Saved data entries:
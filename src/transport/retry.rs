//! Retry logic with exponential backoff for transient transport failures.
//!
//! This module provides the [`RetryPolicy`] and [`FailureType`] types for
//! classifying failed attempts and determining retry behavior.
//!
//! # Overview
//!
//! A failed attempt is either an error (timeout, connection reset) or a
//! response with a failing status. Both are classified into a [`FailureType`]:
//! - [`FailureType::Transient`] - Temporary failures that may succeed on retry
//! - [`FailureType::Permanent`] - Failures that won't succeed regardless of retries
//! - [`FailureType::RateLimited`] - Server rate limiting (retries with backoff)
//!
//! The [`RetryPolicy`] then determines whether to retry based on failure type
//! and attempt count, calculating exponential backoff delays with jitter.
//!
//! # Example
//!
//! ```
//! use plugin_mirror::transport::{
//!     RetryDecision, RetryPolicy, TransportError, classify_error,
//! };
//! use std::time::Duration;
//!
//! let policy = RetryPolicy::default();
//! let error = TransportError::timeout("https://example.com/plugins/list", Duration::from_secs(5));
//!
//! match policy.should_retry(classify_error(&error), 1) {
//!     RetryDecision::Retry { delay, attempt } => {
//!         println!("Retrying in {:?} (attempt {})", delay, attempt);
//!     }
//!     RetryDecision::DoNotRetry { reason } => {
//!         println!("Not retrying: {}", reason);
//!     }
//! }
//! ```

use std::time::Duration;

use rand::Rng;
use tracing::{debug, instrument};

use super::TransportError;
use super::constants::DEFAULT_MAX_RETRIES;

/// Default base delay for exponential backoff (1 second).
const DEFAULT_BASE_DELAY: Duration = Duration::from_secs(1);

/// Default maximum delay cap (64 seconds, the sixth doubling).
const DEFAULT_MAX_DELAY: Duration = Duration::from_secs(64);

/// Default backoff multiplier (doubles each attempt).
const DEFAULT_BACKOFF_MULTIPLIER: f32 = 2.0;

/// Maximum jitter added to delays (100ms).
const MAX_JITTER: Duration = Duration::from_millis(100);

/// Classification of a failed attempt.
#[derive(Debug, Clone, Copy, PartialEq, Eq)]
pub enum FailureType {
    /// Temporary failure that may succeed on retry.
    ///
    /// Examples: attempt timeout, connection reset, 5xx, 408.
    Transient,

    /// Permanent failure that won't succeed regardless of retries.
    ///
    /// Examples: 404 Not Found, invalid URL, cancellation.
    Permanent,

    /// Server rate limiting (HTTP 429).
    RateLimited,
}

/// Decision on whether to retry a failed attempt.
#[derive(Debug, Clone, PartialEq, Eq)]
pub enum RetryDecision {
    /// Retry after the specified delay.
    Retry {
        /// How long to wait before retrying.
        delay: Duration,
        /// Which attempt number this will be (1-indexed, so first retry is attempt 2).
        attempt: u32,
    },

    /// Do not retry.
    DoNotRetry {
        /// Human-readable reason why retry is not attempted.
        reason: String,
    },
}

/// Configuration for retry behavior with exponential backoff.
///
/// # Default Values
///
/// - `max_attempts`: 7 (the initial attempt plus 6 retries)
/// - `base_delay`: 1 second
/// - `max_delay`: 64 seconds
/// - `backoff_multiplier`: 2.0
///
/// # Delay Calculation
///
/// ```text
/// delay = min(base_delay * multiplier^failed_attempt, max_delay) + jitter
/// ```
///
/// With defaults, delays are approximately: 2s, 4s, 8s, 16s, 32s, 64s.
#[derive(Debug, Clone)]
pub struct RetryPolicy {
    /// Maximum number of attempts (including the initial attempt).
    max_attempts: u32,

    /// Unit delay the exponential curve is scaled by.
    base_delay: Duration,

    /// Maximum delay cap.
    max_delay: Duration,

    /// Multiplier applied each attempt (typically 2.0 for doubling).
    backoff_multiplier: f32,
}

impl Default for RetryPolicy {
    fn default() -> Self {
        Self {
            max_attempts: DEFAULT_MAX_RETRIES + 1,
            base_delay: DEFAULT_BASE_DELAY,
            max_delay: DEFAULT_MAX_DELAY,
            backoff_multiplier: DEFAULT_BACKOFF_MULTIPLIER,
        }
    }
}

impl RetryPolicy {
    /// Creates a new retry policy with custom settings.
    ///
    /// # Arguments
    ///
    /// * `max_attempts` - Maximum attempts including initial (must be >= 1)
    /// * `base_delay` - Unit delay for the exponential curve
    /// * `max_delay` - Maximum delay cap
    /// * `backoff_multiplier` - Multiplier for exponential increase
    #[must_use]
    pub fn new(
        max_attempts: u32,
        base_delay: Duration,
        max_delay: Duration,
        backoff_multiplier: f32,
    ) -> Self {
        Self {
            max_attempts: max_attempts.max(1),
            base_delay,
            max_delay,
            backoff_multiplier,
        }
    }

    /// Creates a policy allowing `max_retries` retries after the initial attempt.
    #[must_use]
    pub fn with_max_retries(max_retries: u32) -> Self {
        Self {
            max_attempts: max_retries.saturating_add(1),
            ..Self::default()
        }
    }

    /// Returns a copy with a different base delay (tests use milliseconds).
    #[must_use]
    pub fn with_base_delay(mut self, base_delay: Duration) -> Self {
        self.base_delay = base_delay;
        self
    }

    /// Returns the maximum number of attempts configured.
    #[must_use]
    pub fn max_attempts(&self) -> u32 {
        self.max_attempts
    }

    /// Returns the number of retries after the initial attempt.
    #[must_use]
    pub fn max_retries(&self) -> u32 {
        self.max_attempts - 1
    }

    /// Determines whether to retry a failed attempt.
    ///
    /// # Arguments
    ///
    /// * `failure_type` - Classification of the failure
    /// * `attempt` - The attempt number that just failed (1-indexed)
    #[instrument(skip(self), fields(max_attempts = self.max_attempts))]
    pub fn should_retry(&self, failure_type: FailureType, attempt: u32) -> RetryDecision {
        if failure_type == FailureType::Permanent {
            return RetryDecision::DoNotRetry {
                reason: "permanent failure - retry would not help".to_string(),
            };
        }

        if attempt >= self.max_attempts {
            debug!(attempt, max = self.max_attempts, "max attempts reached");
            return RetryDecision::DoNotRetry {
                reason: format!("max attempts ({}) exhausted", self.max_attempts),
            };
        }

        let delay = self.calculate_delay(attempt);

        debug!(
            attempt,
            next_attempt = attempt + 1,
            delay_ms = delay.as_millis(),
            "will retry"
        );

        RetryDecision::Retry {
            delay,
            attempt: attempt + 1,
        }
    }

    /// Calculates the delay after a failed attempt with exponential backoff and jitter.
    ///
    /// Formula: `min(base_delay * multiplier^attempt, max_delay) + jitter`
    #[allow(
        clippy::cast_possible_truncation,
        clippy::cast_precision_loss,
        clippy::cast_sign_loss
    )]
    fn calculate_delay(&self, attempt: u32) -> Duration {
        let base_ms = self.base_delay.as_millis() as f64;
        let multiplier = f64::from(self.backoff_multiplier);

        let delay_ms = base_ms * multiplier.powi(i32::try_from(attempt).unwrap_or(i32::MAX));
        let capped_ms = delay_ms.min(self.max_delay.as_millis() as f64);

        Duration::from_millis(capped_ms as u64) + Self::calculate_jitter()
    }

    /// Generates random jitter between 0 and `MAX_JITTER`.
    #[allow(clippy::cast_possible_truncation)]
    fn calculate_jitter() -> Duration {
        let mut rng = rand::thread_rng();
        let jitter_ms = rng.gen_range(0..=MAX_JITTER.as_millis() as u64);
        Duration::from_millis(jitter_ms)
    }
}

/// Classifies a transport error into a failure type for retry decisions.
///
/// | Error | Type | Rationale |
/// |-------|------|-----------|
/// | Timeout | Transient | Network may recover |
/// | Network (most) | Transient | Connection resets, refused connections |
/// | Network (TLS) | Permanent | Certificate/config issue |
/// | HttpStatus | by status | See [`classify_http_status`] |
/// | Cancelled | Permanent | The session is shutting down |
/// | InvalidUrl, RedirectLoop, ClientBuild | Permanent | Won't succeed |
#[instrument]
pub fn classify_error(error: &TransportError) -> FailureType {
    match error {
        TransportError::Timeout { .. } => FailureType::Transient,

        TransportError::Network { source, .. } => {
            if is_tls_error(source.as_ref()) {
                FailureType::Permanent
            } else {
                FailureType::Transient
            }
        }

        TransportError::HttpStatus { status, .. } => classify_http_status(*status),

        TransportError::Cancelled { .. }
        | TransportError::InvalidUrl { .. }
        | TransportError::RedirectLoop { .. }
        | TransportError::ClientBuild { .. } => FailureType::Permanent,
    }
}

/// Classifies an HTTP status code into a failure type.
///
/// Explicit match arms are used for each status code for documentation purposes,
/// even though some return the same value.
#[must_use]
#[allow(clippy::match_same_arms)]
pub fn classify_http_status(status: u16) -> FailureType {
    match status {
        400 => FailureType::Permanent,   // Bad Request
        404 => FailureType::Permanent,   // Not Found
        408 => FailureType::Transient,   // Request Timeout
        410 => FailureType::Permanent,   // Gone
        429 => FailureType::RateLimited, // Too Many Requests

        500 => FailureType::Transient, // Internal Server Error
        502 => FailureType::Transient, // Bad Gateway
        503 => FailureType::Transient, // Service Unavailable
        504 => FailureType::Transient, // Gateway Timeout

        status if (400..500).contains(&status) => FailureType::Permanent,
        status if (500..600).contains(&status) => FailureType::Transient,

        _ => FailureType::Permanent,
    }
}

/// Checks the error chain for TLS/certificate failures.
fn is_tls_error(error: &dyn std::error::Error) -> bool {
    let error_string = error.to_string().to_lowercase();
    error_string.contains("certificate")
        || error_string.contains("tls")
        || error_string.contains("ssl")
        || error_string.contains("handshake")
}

◆ **What the task asks**
Please reply with an exact copy of the lines above, starting at the first and ending at the line that holds "const DEFAULT_MAX_DELAY: Duration".

◆ **Exercise output**
filename src/transport/retry.rs
//! Retry logic with exponential backoff for transient transport failures.
//!
//! This module provides the [`RetryPolicy`] and [`FailureType`] types for
//! classifying failed attempts and determining retry behavior.
//!
//! # Overview
//!
//! A failed attempt is either an error (timeout, connection reset) or a
//! response with a failing status. Both are classified into a [`FailureType`]:
//! - [`FailureType::Transient`] - Temporary failures that may succeed on retry
//! - [`FailureType::Permanent`] - Failures that won't succeed regardless of retries
//! - [`FailureType::RateLimited`] - Server rate limiting (retries with backoff)
//!
//! The [`RetryPolicy`] then determines whether to retry based on failure type
//! and attempt count, calculating exponential backoff delays with jitter.
//!
//! # Example
//!
//! ```
//! use plugin_mirror::transport::{
//!     RetryDecision, RetryPolicy, TransportError, classify_error,
//! };
//! use std::time::Duration;
//!
//! let policy = RetryPolicy::default();
//! let error = TransportError::timeout("https://example.com/plugins/list", Duration::from_secs(5));
//!
//! match policy.should_retry(classify_error(&error), 1) {
//!     RetryDecision::Retry { delay, attempt } => {
//!         println!("Retrying in {:?} (attempt {})", delay, attempt);
//!     }
//!     RetryDecision::DoNotRetry { reason } => {
//!         println!("Not retrying: {}", reason);
//!     }
//! }
//! ```

use std::time::Duration;

use rand::Rng;
use tracing::{debug, instrument};

use super::TransportError;
use super::constants::DEFAULT_MAX_RETRIES;

/// Default base delay for exponential backoff (1 second).
const DEFAULT_BASE_DELAY: Duration = Duration::from_secs(1);

/// Default maximum delay cap (64 seconds, the sixth doubling).
const DEFAULT_MAX_DELAY: Duration = Duration::from_secs(64);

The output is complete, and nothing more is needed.